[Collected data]
"""

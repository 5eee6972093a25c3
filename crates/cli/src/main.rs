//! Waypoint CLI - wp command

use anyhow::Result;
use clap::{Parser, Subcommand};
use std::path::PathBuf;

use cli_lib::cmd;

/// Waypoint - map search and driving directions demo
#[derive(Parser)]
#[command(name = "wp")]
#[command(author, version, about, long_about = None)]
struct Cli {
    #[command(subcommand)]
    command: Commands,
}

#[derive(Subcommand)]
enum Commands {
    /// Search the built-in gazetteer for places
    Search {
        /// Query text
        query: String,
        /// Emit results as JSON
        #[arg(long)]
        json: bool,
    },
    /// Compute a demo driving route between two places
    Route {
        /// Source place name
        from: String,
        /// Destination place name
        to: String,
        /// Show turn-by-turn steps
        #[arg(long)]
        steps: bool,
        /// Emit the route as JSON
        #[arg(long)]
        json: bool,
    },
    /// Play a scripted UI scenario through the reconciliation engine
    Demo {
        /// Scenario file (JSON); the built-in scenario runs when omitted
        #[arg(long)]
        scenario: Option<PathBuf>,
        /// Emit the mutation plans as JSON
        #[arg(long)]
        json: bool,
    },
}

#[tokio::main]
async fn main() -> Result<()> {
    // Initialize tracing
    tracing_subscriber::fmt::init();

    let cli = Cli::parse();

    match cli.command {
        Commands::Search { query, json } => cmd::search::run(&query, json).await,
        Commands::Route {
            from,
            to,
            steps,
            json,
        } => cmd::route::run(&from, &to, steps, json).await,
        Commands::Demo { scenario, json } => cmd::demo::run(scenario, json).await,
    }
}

"""
"""

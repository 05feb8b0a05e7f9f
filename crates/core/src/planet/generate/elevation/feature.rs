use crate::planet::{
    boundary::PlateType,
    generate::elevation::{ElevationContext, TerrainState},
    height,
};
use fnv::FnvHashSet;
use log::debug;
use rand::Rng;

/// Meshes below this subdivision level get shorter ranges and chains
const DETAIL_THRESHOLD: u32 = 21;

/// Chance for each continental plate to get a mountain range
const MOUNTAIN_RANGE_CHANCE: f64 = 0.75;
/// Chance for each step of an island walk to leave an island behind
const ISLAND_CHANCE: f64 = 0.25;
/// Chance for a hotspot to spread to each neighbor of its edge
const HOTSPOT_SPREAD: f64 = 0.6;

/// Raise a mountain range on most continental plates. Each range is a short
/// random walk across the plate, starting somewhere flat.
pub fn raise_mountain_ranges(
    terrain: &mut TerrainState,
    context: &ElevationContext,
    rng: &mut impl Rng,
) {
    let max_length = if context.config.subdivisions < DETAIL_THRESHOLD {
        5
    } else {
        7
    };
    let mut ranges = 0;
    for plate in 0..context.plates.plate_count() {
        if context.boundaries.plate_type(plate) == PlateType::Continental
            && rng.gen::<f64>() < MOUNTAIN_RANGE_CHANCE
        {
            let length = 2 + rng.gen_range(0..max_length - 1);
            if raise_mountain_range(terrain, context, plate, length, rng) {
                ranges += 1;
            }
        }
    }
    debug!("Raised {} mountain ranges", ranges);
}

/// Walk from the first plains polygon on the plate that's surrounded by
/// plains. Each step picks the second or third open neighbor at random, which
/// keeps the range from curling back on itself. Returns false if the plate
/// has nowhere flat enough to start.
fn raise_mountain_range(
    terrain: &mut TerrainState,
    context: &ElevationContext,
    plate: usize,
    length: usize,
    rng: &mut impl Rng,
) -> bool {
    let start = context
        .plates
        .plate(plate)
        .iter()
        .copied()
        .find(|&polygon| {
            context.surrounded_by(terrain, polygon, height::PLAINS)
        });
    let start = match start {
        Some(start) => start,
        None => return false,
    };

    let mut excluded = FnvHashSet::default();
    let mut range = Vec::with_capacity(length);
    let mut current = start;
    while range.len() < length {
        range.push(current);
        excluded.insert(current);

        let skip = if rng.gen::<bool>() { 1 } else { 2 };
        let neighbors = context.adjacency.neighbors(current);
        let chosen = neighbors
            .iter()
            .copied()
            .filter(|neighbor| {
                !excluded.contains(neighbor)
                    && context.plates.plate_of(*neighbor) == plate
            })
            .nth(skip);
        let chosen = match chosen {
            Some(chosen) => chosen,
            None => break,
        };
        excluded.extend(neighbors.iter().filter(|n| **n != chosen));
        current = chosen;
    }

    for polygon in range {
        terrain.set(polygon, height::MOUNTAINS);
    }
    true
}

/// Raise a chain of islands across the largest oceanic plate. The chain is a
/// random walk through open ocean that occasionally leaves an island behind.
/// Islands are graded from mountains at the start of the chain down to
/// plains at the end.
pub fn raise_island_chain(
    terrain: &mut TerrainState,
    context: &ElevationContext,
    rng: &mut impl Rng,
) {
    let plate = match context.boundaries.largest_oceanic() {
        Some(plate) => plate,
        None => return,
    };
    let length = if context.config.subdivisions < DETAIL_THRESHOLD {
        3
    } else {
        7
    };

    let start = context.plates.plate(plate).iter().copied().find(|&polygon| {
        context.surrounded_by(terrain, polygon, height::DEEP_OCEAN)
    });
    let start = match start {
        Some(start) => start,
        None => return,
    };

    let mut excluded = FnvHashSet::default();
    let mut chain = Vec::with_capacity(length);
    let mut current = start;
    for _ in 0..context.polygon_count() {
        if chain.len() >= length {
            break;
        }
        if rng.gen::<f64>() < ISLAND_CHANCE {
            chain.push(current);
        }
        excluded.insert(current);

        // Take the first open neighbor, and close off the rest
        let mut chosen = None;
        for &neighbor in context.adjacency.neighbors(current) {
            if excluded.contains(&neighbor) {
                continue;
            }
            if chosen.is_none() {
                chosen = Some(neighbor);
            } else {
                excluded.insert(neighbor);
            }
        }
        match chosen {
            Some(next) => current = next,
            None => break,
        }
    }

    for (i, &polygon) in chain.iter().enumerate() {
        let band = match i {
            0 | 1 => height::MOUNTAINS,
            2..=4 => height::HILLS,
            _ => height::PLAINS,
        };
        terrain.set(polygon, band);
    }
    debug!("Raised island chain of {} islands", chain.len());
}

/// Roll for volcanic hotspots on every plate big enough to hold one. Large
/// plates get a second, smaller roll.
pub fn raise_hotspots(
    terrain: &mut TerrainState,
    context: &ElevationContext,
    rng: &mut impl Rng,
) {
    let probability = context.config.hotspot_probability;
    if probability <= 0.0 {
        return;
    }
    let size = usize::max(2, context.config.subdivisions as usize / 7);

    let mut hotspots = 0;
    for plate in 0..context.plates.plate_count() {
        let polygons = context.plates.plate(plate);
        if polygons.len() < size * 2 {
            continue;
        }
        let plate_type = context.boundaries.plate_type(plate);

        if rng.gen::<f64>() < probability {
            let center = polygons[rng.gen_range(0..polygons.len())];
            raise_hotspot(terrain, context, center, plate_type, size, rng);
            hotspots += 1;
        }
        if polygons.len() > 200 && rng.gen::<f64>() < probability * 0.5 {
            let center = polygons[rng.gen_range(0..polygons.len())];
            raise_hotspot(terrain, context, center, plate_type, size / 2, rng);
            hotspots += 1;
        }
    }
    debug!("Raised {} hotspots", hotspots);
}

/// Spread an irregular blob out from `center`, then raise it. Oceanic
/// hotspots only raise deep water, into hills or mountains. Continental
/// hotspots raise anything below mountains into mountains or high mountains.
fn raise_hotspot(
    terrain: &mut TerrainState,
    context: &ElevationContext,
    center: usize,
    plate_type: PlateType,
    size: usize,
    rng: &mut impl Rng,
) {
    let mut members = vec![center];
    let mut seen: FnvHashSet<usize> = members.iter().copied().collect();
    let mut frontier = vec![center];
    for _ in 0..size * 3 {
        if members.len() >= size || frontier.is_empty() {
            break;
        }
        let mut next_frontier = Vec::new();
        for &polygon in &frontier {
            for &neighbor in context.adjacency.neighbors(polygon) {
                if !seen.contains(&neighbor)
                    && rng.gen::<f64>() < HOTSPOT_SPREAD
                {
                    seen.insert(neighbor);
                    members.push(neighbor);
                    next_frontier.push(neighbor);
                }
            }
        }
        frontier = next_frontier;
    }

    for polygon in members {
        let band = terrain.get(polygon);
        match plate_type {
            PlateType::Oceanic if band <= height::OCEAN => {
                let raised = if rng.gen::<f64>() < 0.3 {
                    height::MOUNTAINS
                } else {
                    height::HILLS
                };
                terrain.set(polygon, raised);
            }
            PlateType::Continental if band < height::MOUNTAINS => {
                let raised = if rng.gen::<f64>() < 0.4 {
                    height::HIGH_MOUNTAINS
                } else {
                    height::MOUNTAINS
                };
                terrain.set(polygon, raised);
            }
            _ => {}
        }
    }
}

"""
"""

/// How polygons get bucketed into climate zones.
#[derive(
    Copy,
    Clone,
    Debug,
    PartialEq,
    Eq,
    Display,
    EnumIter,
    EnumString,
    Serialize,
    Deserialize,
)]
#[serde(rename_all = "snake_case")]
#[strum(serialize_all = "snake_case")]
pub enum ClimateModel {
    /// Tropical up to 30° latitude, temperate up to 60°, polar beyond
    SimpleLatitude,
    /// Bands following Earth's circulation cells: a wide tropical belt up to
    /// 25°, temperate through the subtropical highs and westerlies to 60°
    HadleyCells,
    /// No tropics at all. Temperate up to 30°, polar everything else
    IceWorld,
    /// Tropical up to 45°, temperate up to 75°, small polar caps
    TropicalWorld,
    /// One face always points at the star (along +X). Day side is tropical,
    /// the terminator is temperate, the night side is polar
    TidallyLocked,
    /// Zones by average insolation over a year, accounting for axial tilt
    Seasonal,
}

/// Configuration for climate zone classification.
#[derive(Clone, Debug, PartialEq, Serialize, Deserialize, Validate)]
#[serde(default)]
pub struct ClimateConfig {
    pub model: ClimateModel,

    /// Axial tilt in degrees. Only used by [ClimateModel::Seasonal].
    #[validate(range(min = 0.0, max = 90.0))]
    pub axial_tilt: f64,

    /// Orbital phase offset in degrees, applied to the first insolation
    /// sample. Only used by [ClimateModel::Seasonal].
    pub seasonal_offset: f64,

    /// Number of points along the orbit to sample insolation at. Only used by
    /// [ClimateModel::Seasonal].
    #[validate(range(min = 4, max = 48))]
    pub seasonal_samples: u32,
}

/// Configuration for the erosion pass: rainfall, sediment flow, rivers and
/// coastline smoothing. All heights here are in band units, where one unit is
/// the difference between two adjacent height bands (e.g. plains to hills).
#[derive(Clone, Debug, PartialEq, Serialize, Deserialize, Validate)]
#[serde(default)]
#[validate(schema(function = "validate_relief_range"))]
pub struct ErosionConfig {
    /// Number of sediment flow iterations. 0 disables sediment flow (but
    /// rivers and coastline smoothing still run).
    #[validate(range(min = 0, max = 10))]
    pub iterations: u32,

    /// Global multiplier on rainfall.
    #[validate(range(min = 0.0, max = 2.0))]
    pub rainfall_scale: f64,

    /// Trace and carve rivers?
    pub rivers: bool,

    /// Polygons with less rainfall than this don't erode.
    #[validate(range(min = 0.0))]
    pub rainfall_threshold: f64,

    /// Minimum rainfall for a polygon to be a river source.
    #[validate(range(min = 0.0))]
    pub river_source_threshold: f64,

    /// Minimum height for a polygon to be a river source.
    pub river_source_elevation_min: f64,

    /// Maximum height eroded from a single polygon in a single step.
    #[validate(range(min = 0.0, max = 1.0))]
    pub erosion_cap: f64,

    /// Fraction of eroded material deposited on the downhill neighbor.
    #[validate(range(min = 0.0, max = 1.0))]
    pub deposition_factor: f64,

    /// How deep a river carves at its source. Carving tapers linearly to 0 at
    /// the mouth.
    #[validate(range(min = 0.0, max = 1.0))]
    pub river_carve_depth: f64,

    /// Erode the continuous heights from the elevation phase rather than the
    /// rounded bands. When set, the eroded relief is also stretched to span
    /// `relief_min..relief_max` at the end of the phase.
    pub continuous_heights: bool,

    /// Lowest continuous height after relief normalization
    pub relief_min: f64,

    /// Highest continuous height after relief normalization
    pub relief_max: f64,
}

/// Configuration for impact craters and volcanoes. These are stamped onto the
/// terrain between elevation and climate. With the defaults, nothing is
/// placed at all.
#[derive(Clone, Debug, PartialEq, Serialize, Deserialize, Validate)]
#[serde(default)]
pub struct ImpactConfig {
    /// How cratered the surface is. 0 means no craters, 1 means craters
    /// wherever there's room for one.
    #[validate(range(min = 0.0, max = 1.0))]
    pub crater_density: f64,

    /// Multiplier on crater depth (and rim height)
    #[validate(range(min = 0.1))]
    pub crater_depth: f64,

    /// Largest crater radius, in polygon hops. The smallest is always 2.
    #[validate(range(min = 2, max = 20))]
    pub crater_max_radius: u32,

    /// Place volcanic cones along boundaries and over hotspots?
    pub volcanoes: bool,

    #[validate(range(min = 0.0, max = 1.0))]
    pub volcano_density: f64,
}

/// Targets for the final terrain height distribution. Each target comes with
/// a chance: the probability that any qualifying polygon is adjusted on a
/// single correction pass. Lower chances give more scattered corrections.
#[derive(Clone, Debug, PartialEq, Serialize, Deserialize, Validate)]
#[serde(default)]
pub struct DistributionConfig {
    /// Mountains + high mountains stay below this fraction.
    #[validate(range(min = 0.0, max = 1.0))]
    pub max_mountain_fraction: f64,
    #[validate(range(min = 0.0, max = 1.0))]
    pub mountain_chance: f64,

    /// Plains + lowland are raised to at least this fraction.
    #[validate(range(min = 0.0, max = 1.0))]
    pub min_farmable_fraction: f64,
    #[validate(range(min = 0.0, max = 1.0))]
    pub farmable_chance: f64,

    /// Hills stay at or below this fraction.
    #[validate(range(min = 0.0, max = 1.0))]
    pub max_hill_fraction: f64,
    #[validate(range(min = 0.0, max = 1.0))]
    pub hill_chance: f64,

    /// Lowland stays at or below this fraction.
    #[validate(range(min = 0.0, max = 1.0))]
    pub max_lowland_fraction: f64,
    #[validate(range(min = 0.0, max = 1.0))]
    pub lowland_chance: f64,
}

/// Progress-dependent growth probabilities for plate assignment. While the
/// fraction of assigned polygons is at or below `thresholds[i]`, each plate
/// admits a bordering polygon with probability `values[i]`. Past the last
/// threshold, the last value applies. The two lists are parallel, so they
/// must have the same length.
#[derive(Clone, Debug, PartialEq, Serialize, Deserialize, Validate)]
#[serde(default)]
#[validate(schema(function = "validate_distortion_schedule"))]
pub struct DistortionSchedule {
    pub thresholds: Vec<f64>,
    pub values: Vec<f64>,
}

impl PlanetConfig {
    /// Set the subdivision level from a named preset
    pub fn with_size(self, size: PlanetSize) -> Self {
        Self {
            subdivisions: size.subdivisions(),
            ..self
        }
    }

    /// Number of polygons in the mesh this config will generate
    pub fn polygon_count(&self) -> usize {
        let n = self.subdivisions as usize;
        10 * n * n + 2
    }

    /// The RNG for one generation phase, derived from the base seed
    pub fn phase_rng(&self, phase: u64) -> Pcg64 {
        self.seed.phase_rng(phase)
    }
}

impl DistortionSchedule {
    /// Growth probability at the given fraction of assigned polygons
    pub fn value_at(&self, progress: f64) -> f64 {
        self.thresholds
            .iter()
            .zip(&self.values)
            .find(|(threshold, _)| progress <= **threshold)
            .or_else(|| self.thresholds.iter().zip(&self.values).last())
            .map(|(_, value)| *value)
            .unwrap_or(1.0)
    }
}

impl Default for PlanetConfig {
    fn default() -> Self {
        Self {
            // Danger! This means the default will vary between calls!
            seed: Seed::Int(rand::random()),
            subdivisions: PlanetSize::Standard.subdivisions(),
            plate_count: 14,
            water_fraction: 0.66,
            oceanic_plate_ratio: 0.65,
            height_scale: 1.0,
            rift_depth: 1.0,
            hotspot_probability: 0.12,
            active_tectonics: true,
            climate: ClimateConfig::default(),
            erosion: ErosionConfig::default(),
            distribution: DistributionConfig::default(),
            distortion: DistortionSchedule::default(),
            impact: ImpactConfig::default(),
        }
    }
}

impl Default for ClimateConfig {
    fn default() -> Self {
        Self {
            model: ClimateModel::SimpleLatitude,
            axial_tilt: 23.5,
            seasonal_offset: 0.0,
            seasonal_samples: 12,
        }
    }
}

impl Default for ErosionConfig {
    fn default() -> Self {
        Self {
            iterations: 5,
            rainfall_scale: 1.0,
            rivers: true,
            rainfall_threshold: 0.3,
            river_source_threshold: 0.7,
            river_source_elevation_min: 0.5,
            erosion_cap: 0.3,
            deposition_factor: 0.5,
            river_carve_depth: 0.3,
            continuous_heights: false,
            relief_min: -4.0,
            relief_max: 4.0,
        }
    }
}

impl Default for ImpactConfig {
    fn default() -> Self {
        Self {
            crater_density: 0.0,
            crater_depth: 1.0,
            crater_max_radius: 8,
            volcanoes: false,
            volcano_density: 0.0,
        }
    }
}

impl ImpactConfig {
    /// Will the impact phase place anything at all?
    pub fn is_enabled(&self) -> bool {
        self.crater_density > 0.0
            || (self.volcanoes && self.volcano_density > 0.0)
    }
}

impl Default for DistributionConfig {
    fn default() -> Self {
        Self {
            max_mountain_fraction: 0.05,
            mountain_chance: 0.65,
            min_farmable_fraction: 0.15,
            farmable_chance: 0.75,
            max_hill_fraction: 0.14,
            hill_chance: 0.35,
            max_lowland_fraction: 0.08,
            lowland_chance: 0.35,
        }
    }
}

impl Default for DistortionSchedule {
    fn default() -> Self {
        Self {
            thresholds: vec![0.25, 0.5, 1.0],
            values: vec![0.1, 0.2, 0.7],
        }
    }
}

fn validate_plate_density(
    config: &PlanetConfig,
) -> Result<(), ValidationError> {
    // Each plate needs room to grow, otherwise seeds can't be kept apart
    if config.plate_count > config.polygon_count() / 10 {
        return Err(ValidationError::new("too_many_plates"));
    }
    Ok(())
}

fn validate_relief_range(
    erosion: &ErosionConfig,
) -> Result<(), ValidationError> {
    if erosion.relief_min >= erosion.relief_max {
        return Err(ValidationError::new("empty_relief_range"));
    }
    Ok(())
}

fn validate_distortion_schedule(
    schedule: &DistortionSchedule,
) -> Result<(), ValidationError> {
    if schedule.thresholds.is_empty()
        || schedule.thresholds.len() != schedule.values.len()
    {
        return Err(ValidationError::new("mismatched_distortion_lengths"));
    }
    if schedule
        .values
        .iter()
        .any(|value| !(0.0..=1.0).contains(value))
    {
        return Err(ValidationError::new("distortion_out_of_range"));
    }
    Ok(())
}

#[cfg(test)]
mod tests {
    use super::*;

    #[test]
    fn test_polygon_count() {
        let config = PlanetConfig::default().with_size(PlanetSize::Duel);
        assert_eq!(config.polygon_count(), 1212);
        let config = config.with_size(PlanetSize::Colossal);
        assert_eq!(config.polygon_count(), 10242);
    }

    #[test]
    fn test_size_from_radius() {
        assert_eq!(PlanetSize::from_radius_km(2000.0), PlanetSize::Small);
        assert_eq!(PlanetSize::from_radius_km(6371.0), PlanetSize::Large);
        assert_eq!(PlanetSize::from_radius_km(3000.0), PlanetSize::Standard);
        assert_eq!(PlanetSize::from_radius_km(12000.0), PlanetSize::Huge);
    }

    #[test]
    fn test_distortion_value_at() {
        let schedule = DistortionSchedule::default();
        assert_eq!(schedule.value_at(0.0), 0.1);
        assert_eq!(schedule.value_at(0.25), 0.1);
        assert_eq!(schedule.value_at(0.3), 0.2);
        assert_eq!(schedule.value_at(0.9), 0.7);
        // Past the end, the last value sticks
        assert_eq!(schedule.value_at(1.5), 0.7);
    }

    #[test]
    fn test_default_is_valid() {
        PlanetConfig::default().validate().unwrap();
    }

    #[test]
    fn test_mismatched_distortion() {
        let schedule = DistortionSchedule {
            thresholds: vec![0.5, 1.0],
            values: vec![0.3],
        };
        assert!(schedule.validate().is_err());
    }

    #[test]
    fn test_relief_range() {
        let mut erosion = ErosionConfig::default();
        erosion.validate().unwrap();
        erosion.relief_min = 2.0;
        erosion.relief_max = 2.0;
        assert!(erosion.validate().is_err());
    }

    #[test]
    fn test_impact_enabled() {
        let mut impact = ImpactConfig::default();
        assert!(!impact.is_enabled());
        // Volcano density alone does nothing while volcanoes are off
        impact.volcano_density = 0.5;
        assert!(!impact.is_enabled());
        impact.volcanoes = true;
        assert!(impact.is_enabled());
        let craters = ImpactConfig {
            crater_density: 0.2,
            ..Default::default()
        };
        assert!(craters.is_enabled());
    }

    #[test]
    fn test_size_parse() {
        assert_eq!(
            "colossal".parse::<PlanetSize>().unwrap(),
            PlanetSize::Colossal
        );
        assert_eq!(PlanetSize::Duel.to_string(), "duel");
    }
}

"""

• [Aim of the task] In the data above, start at the line that has "use super::*;", stop after the line that has "erosion.relief_min = 2.0;", and print every line in between exactly as it stands.

• [Expected answer]
    use super::*;

    #[test]
    fn test_polygon_count() {
        let config = PlanetConfig::default().with_size(PlanetSize::Duel);
        assert_eq!(config.polygon_count(), 1212);
        let config = config.with_size(PlanetSize::Colossal);
        assert_eq!(config.polygon_count(), 10242);
    }

    #[test]
    fn test_size_from_radius() {
        assert_eq!(PlanetSize::from_radius_km(2000.0), PlanetSize::Small);
        assert_eq!(PlanetSize::from_radius_km(6371.0), PlanetSize::Large);
        assert_eq!(PlanetSize::from_radius_km(3000.0), PlanetSize::Standard);
        assert_eq!(PlanetSize::from_radius_km(12000.0), PlanetSize::Huge);
    }

    #[test]
    fn test_distortion_value_at() {
        let schedule = DistortionSchedule::default();
        assert_eq!(schedule.value_at(0.0), 0.1);
        assert_eq!(schedule.value_at(0.25), 0.1);
        assert_eq!(schedule.value_at(0.3), 0.2);
        assert_eq!(schedule.value_at(0.9), 0.7);
        // Past the end, the last value sticks
        assert_eq!(schedule.value_at(1.5), 0.7);
    }

    #[test]
    fn test_default_is_valid() {
        PlanetConfig::default().validate().unwrap();
    }

    #[test]
    fn test_mismatched_distortion() {
        let schedule = DistortionSchedule {
            thresholds: vec![0.5, 1.0],
            values: vec![0.3],
        };
        assert!(schedule.validate().is_err());
    }

    #[test]
    fn test_relief_range() {
        let mut erosion = ErosionConfig::default();
        erosion.validate().unwrap();
        erosion.relief_min = 2.0;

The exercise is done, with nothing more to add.